[Stored data entries]
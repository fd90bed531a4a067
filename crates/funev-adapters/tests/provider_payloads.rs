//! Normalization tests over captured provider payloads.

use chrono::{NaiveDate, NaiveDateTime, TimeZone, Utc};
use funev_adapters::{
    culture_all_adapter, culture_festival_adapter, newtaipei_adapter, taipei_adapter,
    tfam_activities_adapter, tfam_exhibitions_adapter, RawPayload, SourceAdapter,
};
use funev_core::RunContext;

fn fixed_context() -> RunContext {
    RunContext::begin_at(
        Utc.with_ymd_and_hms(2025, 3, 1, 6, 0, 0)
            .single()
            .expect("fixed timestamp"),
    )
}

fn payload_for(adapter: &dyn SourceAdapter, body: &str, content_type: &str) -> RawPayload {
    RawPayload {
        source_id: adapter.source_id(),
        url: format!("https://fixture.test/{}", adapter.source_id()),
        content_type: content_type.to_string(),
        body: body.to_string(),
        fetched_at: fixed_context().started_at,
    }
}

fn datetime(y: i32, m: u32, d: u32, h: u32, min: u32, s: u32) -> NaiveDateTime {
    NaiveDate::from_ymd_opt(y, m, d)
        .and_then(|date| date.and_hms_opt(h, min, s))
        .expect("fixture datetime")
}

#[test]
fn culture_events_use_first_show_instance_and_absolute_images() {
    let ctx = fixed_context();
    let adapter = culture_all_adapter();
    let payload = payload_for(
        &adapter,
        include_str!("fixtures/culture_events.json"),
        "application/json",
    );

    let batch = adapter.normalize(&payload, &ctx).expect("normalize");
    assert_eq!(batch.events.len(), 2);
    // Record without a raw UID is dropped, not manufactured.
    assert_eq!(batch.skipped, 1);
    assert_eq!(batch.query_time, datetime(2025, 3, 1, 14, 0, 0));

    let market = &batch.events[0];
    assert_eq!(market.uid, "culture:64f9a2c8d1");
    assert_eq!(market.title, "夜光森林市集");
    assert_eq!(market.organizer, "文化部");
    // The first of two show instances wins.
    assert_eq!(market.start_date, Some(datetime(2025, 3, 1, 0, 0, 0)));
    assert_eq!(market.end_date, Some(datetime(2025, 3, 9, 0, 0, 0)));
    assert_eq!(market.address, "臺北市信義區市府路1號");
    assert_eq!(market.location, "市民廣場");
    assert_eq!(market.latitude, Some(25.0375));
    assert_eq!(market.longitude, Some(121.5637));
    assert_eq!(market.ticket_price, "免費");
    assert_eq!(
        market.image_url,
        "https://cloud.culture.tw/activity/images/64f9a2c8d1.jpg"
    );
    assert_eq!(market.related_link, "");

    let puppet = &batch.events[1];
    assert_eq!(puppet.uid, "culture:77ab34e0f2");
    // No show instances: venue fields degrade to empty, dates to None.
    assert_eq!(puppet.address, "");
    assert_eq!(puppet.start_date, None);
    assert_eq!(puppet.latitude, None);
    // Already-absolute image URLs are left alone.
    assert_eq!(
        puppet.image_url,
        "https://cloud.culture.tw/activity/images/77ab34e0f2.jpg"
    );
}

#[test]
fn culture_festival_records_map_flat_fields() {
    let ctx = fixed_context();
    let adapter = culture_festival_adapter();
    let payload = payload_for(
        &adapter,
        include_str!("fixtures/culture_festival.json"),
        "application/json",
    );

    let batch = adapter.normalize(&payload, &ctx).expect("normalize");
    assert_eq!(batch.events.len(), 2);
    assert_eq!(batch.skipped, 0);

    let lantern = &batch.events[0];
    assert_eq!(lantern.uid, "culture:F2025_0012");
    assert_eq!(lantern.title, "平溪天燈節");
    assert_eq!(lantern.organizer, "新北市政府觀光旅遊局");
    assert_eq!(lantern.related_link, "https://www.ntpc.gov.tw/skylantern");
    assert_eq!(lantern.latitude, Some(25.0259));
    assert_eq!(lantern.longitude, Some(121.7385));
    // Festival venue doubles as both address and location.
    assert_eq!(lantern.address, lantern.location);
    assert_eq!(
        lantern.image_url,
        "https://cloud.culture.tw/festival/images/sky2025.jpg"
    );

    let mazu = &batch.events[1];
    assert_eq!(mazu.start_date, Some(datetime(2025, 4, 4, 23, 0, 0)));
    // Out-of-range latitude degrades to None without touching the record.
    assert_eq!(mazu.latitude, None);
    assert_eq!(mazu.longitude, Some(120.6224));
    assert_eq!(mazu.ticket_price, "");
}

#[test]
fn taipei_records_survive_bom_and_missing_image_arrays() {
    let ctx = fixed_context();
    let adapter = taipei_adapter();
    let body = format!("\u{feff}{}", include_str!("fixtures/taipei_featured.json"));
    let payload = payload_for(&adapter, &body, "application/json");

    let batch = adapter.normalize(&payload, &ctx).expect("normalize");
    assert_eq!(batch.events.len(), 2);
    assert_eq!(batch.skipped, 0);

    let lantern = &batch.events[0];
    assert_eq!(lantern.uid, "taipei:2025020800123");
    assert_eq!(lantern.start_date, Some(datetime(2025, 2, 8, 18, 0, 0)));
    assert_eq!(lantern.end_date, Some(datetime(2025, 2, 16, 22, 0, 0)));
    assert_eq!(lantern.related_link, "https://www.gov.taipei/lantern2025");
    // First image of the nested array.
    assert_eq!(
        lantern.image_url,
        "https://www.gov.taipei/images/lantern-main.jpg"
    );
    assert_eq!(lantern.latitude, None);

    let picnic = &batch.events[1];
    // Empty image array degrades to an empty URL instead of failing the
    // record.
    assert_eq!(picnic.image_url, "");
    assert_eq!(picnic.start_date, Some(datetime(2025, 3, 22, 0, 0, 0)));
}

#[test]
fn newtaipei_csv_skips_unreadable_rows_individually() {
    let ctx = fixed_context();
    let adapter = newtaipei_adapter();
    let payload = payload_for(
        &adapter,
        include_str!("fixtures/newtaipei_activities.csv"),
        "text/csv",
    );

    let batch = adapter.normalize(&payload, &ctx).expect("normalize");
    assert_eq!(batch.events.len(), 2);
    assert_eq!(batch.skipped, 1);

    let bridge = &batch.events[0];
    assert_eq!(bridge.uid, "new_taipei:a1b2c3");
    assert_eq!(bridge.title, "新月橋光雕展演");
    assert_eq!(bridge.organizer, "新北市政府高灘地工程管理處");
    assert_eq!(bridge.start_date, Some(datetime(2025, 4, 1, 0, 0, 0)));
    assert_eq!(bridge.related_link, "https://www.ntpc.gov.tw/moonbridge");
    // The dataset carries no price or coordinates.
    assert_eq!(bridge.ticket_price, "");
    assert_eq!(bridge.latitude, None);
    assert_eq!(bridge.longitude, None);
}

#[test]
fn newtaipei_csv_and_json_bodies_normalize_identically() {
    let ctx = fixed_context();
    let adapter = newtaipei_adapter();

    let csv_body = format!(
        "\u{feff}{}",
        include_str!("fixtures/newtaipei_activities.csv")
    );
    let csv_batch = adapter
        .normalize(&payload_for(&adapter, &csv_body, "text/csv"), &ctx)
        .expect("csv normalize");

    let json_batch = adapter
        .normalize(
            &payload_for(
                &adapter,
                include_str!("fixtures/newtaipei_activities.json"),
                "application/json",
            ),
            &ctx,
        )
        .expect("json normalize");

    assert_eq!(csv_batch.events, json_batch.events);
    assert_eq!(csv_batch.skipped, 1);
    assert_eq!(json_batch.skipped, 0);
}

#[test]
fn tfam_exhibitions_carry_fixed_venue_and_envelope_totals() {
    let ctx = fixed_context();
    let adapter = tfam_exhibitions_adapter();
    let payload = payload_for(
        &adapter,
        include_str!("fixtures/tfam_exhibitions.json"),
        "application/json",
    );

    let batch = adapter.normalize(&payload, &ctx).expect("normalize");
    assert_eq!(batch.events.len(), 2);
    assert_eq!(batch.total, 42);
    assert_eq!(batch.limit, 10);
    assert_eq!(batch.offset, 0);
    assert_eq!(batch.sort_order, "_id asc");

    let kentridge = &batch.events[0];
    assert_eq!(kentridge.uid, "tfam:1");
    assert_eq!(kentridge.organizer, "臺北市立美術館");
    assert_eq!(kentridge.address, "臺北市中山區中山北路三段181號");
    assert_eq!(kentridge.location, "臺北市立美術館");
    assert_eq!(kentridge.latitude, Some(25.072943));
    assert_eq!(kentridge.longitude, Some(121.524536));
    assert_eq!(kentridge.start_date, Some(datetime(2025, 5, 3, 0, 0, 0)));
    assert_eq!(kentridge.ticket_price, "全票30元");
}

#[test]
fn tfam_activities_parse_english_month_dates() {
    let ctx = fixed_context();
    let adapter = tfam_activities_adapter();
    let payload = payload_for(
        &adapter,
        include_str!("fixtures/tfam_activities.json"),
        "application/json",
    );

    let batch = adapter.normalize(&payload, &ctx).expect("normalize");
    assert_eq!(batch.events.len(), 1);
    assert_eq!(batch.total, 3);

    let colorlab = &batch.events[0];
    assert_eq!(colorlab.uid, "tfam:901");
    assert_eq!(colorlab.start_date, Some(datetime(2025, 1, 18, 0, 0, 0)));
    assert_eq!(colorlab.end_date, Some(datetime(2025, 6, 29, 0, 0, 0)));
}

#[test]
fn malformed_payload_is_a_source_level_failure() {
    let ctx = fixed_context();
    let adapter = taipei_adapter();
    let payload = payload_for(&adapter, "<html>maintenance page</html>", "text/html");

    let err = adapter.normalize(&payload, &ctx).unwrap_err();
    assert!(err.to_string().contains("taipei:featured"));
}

PROBLEM TO WORK ON – What do the lines above say from the one containing "assert_eq!(json_batch.skipped, 0);" down to the one containing "assert_eq!(batch.offset, 0);"? Return them exactly, both end lines included, and only them.

FINISHED TASK –
    assert_eq!(json_batch.skipped, 0);
}

#[test]
fn tfam_exhibitions_carry_fixed_venue_and_envelope_totals() {
    let ctx = fixed_context();
    let adapter = tfam_exhibitions_adapter();
    let payload = payload_for(
        &adapter,
        include_str!("fixtures/tfam_exhibitions.json"),
        "application/json",
    );

    let batch = adapter.normalize(&payload, &ctx).expect("normalize");
    assert_eq!(batch.events.len(), 2);
    assert_eq!(batch.total, 42);
    assert_eq!(batch.limit, 10);
    assert_eq!(batch.offset, 0);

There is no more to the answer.